Effect of reduced β-arrestin levels on second messenger generation. (A and B) Littermate WT (line 8) and βarr1-KO (line 6) cell lines (A) or littermate WT (line 1) and βarr2-KO (line 2) cell lines (B), as well as the βarr1/2-KO cell line 10, all expressing approximately100 fmol of β₂-AR per mg of protein, were stimulated with 10 μM isoproterenol as indicated. Isoproterenol-induced cAMP accumulation in the MEF lines was determined as the percent conversion of [³H]adenine into [³H]cAMP and then normalized to total forskolin (50 μM)-stimulated cAMP accumulation for each cell line.
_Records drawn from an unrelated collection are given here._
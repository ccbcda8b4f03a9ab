//! Extractive answer composition.
//!
//! This module provides the `AnswerComposer`, which turns retrieved context into
//! a markdown-labelled summary plus a numbered key-point list, and the `Answer`
//! type that makes the raw-context fallback explicit.

mod composer;
mod types;

pub use composer::{
    AnswerComposer, AnswerComposerBuilder, DEFAULT_FALLBACK_CHARS, DEFAULT_SUMMARY_SENTENCES,
};
pub use types::{Answer, ComposeError, DegradeReason};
Data are the mean ± SEM of three to six experiments and were analyzed with GRAPHPAD PRISM software. (C) WT (line 1), βarr1-KO (line 6), βarr2-KO (line 2), and βarr1/2-KO (line 10) MEF cell lines, all expressing AT_1A-R at 200–350 fmol/mg of protein, were stimulated with 100 nM AngII for the indicated times. Accumulation of inositol phosphates was measured as the fold difference over basal accumulation. Data are the mean ± SEM of 10 experiments. Unpaired, two-tailed t tests were performed for total cAMP and total inositol phosphate accumulations between WT and βarr1-KO, βarr2-KO, or βarr1/2-KO lines (*, P < 0.005) and between βarr1/2-KO and βarr1-KO or βarr2-KO lines (†, P < 0.03).